Fig 1 shows the pulse output in blue and the incoming signal to A0 in yellow.  Notice how each time the signal crosses 2.5V, the pulse output toggles.  Specifically, the output goes high when the signal crosses 2.5V with a positive slope and the signal goes low when the signal crosses 2.5V with a negative slope.  Fig 2 shows the pulse output in blue and the audio signal before it has been +2.5V DC offset in yellow.  Remember, this DC offset was necessary to get the audio signal in the 0-5V range for the Arduino's analog input pin, but normally audio signal oscillate around 0V.  In fig 2 you can see how the pulse outputs toggle corresponds to the time when the audio signal crosses 0V.  Fig 3 shows an arbitrary waveform in yellow (again before DC offset) and the pulse output in blue.  Again, the pulse toggles each time the yellow signal crosses 0V, notice how the behavior of the pulse output with the arbitrary waveform is more complex than with the sine wave.
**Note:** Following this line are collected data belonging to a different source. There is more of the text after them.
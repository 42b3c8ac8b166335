//! Platform abstraction layer
//!
//! Handles browser/native differences for device feedback (vibration).

use crate::audio::FeedbackError;

/// Vibration strength
#[derive(Debug, Clone, Copy, PartialEq, Eq)]
pub enum Vibration {
    /// Short tick when the player starts to fall
    Light,
    /// Longer buzz on game over
    Heavy,
}

impl Vibration {
    /// Pulse length in milliseconds
    pub fn duration_ms(&self) -> u32 {
        match self {
            Vibration::Light => 15,
            Vibration::Heavy => 40,
        }
    }
}

/// Anything that can vibrate the device
pub trait Haptics {
    fn vibrate(&mut self, strength: Vibration) -> Result<(), FeedbackError>;
}

/// The device's own vibration motor
#[derive(Debug, Default)]
pub struct DeviceHaptics;

impl Haptics for DeviceHaptics {
    #[cfg(target_arch = "wasm32")]
    fn vibrate(&mut self, strength: Vibration) -> Result<(), FeedbackError> {
        let window = web_sys::window().ok_or(FeedbackError::Unavailable("window"))?;
        if window
            .navigator()
            .vibrate_with_duration(strength.duration_ms())
        {
            Ok(())
        } else {
            Err(FeedbackError::Rejected("navigator.vibrate refused".into()))
        }
    }

    #[cfg(not(target_arch = "wasm32"))]
    fn vibrate(&mut self, strength: Vibration) -> Result<(), FeedbackError> {
        // No motor on desktop
        log::trace!("vibrate {:?} ({} ms)", strength, strength.duration_ms());
        Ok(())
    }
}

#[cfg(test)]
mod tests {
    use super::*;

    #[test]
    fn test_heavy_is_longer() {
        assert!(Vibration::Heavy.duration_ms() > Vibration::Light.duration_ms());
    }

    #[cfg(not(target_arch = "wasm32"))]
    #[test]
    fn test_native_vibrate_is_a_no_op() {
        let mut haptics = DeviceHaptics;
        assert_eq!(haptics.vibrate(Vibration::Heavy), Ok(()));
    }
}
Step 3: Sine Wave Frequency Detection

Next I measured the period of an incoming sine wave, calculated the frequency, and printed the frequency.  To do this I set up a timer in the ADC interrupt that increments each time the interrupt executes (a rate of 38462Hz).  Each time the incoming signal crosses 2.5V with a rising slope I sent the current value of the timer to a variable called "period" and reset the timer to 0.  That code is reproduced below (all takes place within the ADC interrupt).

  prevData = newData;//store previous value
  newData = ADCH;//get value from A0
  if (prevData < 127 && newData >= 127){//if increasing and crossing midpoint
    period = timer;//get period from current timer value
    timer = 0;//reset timer

 timer++;//increment timer

Then in the main loop() function, I calculated the frequency by dividing the timer rate by the period.  I used Serial.print to print these results in the Arduino serial monitor.

  frequency = 38462/period;//timer rate/period
  //print results
  Serial.println(" hz");

Fig 1 shows the signal coming into A0.  The start and end of one cycle measured by timer is indicated by the image note.  Fig 2 shows the output from the serial monitor (command/ctrl+shift+m).  This technique works great for sine waves, but when wave become more complicated (and cross 2.5V more than twice in one cycle) this technique breaks down.

Step 4: Generalized Pitch Detection

In this code I generalized my frequency detection algorithm so that it could handle waves of many (hopefully all) shapes.  When writing this code I wanted to stick with the point I made in step 1 about not using the peaks and valleys as markers measure the period of the signal (minimize error due to noise).  I also wanted to write something that was as simple as possible (needs to execute at 38.5kHz) while still being robust enough to handle lots of waveshapes.  I decided to use a technique similar to an oscilloscope trigger.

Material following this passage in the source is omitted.